* [WORK REQUEST]
Copy each line of the following material exactly.

* [TASK INPUT]
........

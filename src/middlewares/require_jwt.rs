/*!
 * JWT 认证中间件
 *
 * 验证 `Authorization: Bearer <token>` 中的 access token，
 * 命中后把完整的用户对象放进请求扩展，后续处理程序通过
 * `RequireJWT::extract_user_claims` 读取。
 *
 * 用户对象优先走对象缓存（键 `user:{token}`），未命中时回源
 * 数据库并写回缓存。被停用的账号即使持有有效 token 也会被拒绝。
 */

use crate::cache::{CacheResult, ObjectCache};
use crate::config::AppConfig;
use crate::models::users::entities::UserRole;
use crate::models::{ApiResponse, ErrorCode, users::entities};
use crate::storage::Storage;
use actix_service::{Service, Transform};
use actix_web::{
    Error, HttpMessage, HttpResponse,
    body::EitherBody,
    dev::{ServiceRequest, ServiceResponse},
    http::StatusCode,
    http::header::CONTENT_TYPE,
};
use futures_util::future::{LocalBoxFuture, Ready, ready};
use std::{rc::Rc, sync::Arc};
use tracing::{debug, info};

const BEARER_PREFIX: &str = "Bearer ";
const AUTHORIZATION_HEADER: &str = "Authorization";

#[derive(Clone)]
pub struct RequireJWT;

// 辅助函数：创建错误响应
pub(crate) fn create_error_response(status: StatusCode, message: &str) -> HttpResponse {
    match status {
        StatusCode::NO_CONTENT => HttpResponse::build(status)
            .insert_header((CONTENT_TYPE, "text/plain; charset=utf-8"))
            .finish(),
        StatusCode::FORBIDDEN => HttpResponse::build(status)
            .insert_header((CONTENT_TYPE, "application/json; charset=utf-8"))
            .json(ApiResponse::<()>::error_empty(ErrorCode::Forbidden, message)),
        _ => HttpResponse::build(status)
            .insert_header((CONTENT_TYPE, "application/json; charset=utf-8"))
            .json(ApiResponse::<()>::error_empty(
                ErrorCode::Unauthorized,
                message,
            )),
    }
}

// 辅助函数：提取并验证 JWT access token
async fn extract_and_validate_jwt(req: &ServiceRequest) -> Result<entities::User, String> {
    let token = req
        .headers()
        .get(AUTHORIZATION_HEADER)
        .and_then(|h| h.to_str().ok())
        .and_then(|s| s.strip_prefix(BEARER_PREFIX))
        .ok_or_else(|| "Missing or invalid Authorization header".to_string())?;

    let claims = crate::utils::jwt::JwtUtils::verify_access_token(token).map_err(|err| {
        info!("JWT token validation failed: {}", err);
        "Invalid JWT token".to_string()
    })?;

    let cache = req
        .app_data::<actix_web::web::Data<Arc<dyn ObjectCache>>>()
        .expect("Cache not found in app data")
        .get_ref()
        .clone();

    // 先查缓存
    let cache_key = format!("user:{token}");
    match cache.get_raw(&cache_key).await {
        CacheResult::Found(json) => match serde_json::from_str::<entities::User>(&json) {
            Ok(user) => return Ok(user),
            Err(_) => {
                cache.remove(&cache_key).await;
                info!("Failed to deserialize cached user, falling back to storage");
            }
        },
        _ => {
            debug!("User not cached for current token");
        }
    };

    let storage = req
        .app_data::<actix_web::web::Data<Arc<dyn Storage>>>()
        .expect("Storage not found in app data")
        .get_ref()
        .clone();

    let user_id = claims
        .sub
        .parse::<i64>()
        .map_err(|_| "Invalid user ID in JWT".to_string())?;

    let user = storage
        .get_user_by_id(user_id)
        .await
        .map_err(|_| "Failed to retrieve user from storage".to_string())?
        .ok_or_else(|| "User not found".to_string())?;

    if !user.is_active {
        return Err("User account is deactivated".to_string());
    }

    // 回写缓存
    let app_config = AppConfig::get();
    if let Ok(user_json) = serde_json::to_string(&user) {
        cache
            .insert_raw(cache_key, user_json, app_config.cache.default_ttl)
            .await;
    }

    Ok(user)
}

impl<S, B> Transform<S, ServiceRequest> for RequireJWT
where
    S: Service<ServiceRequest, Response = ServiceResponse<B>, Error = Error> + 'static,
    B: 'static,
{
    type Response = ServiceResponse<EitherBody<B>>;
    type Error = Error;
    type InitError = ();
    type Transform = RequireJWTMiddleware<S>;
    type Future = Ready<Result<Self::Transform, Self::InitError>>;

    fn new_transform(&self, service: S) -> Self::Future {
        ready(Ok(RequireJWTMiddleware {
            service: Rc::new(service),
        }))
    }
}

pub struct RequireJWTMiddleware<S> {
    service: Rc<S>,
}

impl<S, B> Service<ServiceRequest> for RequireJWTMiddleware<S>
where
    S: Service<ServiceRequest, Response = ServiceResponse<B>, Error = Error> + 'static,
    B: 'static,
{
    type Response = ServiceResponse<EitherBody<B>>;
    type Error = Error;
    type Future = LocalBoxFuture<'static, Result<Self::Response, Self::Error>>;

    fn poll_ready(
        &self,
        ctx: &mut std::task::Context<'_>,
    ) -> std::task::Poll<Result<(), Self::Error>> {
        self.service.poll_ready(ctx)
    }

    fn call(&self, req: ServiceRequest) -> Self::Future {
        let srv = self.service.clone();
        Box::pin(async move {
            // CORS 预检直接放行
            if req.method() == actix_web::http::Method::OPTIONS {
                return Ok(req.into_response(
                    create_error_response(StatusCode::NO_CONTENT, "").map_into_right_body(),
                ));
            }

            match extract_and_validate_jwt(&req).await {
                Ok(user) => {
                    debug!("JWT authentication successful for ID: {}", user.id);
                    req.extensions_mut().insert(user);
                    let res = srv.call(req).await?.map_into_left_body();
                    Ok(res)
                }
                Err(err) => {
                    info!(
                        "JWT authentication failed for request to {}: {}",
                        req.path(),
                        err
                    );
                    Ok(req.into_response(
                        create_error_response(
                            StatusCode::UNAUTHORIZED,
                            &format!("Unauthorized: {err}"),
                        )
                        .map_into_right_body(),
                    ))
                }
            }
        })
    }
}

impl RequireJWT {
    /// 从请求扩展中提取完整用户对象（需在 RequireJWT 之后调用）
    pub fn extract_user_claims(req: &actix_web::HttpRequest) -> Option<entities::User> {
        req.extensions().get::<entities::User>().cloned()
    }

    /// 从请求扩展中提取用户 ID
    pub fn extract_user_id(req: &actix_web::HttpRequest) -> Option<i64> {
        req.extensions().get::<entities::User>().map(|user| user.id)
    }

    /// 从请求扩展中提取用户角色
    pub fn extract_user_role(req: &actix_web::HttpRequest) -> Option<UserRole> {
        req.extensions()
            .get::<entities::User>()
            .map(|user| user.role.clone())
    }
}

........

* [TASK OUTPUT]
filename src/middlewares/require_jwt.rs
/*!
 * JWT 认证中间件
 *
 * 验证 `Authorization: Bearer <token>` 中的 access token，
 * 命中后把完整的用户对象放进请求扩展，后续处理程序通过
 * `RequireJWT::extract_user_claims` 读取。
 *
 * 用户对象优先走对象缓存（键 `user:{token}`），未命中时回源
 * 数据库并写回缓存。被停用的账号即使持有有效 token 也会被拒绝。
 */

use crate::cache::{CacheResult, ObjectCache};
use crate::config::AppConfig;
use crate::models::users::entities::UserRole;
use crate::models::{ApiResponse, ErrorCode, users::entities};
use crate::storage::Storage;
use actix_service::{Service, Transform};
use actix_web::{
    Error, HttpMessage, HttpResponse,
    body::EitherBody,
    dev::{ServiceRequest, ServiceResponse},
    http::StatusCode,
    http::header::CONTENT_TYPE,
};
use futures_util::future::{LocalBoxFuture, Ready, ready};
use std::{rc::Rc, sync::Arc};
use tracing::{debug, info};

const BEARER_PREFIX: &str = "Bearer ";
const AUTHORIZATION_HEADER: &str = "Authorization";

#[derive(Clone)]
pub struct RequireJWT;

// 辅助函数：创建错误响应
pub(crate) fn create_error_response(status: StatusCode, message: &str) -> HttpResponse {
    match status {
        StatusCode::NO_CONTENT => HttpResponse::build(status)
            .insert_header((CONTENT_TYPE, "text/plain; charset=utf-8"))
            .finish(),
        StatusCode::FORBIDDEN => HttpResponse::build(status)
            .insert_header((CONTENT_TYPE, "application/json; charset=utf-8"))
            .json(ApiResponse::<()>::error_empty(ErrorCode::Forbidden, message)),
        _ => HttpResponse::build(status)
            .insert_header((CONTENT_TYPE, "application/json; charset=utf-8"))
            .json(ApiResponse::<()>::error_empty(
                ErrorCode::Unauthorized,
                message,
            )),
    }
}

// 辅助函数：提取并验证 JWT access token
async fn extract_and_validate_jwt(req: &ServiceRequest) -> Result<entities::User, String> {
    let token = req
        .headers()
        .get(AUTHORIZATION_HEADER)
        .and_then(|h| h.to_str().ok())
        .and_then(|s| s.strip_prefix(BEARER_PREFIX))
        .ok_or_else(|| "Missing or invalid Authorization header".to_string())?;

    let claims = crate::utils::jwt::JwtUtils::verify_access_token(token).map_err(|err| {
        info!("JWT token validation failed: {}", err);
        "Invalid JWT token".to_string()
    })?;

    let cache = req
        .app_data::<actix_web::web::Data<Arc<dyn ObjectCache>>>()
        .expect("Cache not found in app data")
        .get_ref()
        .clone();

    // 先查缓存
    let cache_key = format!("user:{token}");
    match cache.get_raw(&cache_key).await {
        CacheResult::Found(json) => match serde_json::from_str::<entities::User>(&json) {
            Ok(user) => return Ok(user),
            Err(_) => {
                cache.remove(&cache_key).await;
                info!("Failed to deserialize cached user, falling back to storage");
            }
        },
        _ => {
            debug!("User not cached for current token");
        }
    };

    let storage = req
        .app_data::<actix_web::web::Data<Arc<dyn Storage>>>()
        .expect("Storage not found in app data")
        .get_ref()
        .clone();

    let user_id = claims
        .sub
        .parse::<i64>()
        .map_err(|_| "Invalid user ID in JWT".to_string())?;

    let user = storage
        .get_user_by_id(user_id)
        .await
        .map_err(|_| "Failed to retrieve user from storage".to_string())?
        .ok_or_else(|| "User not found".to_string())?;

    if !user.is_active {
        return Err("User account is deactivated".to_string());
    }

    // 回写缓存
    let app_config = AppConfig::get();
    if let Ok(user_json) = serde_json::to_string(&user) {
        cache
            .insert_raw(cache_key, user_json, app_config.cache.default_ttl)
            .await;
    }

    Ok(user)
}

impl<S, B> Transform<S, ServiceRequest> for RequireJWT
where
    S: Service<ServiceRequest, Response = ServiceResponse<B>, Error = Error> + 'static,
    B: 'static,
{
    type Response = ServiceResponse<EitherBody<B>>;
    type Error = Error;
    type InitError = ();
    type Transform = RequireJWTMiddleware<S>;
    type Future = Ready<Result<Self::Transform, Self::InitError>>;

    fn new_transform(&self, service: S) -> Self::Future {
        ready(Ok(RequireJWTMiddleware {
            service: Rc::new(service),
        }))
    }
}

pub struct RequireJWTMiddleware<S> {
    service: Rc<S>,
}

impl<S, B> Service<ServiceRequest> for RequireJWTMiddleware<S>
where
    S: Service<ServiceRequest, Response = ServiceResponse<B>, Error = Error> + 'static,
    B: 'static,
{
    type Response = ServiceResponse<EitherBody<B>>;
    type Error = Error;
    type Future = LocalBoxFuture<'static, Result<Self::Response, Self::Error>>;

    fn poll_ready(
        &self,
        ctx: &mut std::task::Context<'_>,
    ) -> std::task::Poll<Result<(), Self::Error>> {
        self.service.poll_ready(ctx)
    }

    fn call(&self, req: ServiceRequest) -> Self::Future {
        let srv = self.service.clone();
        Box::pin(async move {
            // CORS 预检直接放行
            if req.method() == actix_web::http::Method::OPTIONS {
                return Ok(req.into_response(
                    create_error_response(StatusCode::NO_CONTENT, "").map_into_right_body(),
                ));
            }

            match extract_and_validate_jwt(&req).await {
                Ok(user) => {
                    debug!("JWT authentication successful for ID: {}", user.id);
                    req.extensions_mut().insert(user);
                    let res = srv.call(req).await?.map_into_left_body();
                    Ok(res)
                }
                Err(err) => {
                    info!(
                        "JWT authentication failed for request to {}: {}",
                        req.path(),
                        err
                    );
                    Ok(req.into_response(
                        create_error_response(
                            StatusCode::UNAUTHORIZED,
                            &format!("Unauthorized: {err}"),
                        )
                        .map_into_right_body(),
                    ))
                }
            }
        })
    }
}

impl RequireJWT {
    /// 从请求扩展中提取完整用户对象（需在 RequireJWT 之后调用）
    pub fn extract_user_claims(req: &actix_web::HttpRequest) -> Option<entities::User> {
        req.extensions().get::<entities::User>().cloned()
    }

    /// 从请求扩展中提取用户 ID
    pub fn extract_user_id(req: &actix_web::HttpRequest) -> Option<i64> {
        req.extensions().get::<entities::User>().map(|user| user.id)
    }

    /// 从请求扩展中提取用户角色
    pub fn extract_user_role(req: &actix_web::HttpRequest) -> Option<UserRole> {
        req.extensions()
            .get::<entities::User>()
            .map(|user| user.role.clone())
    }
}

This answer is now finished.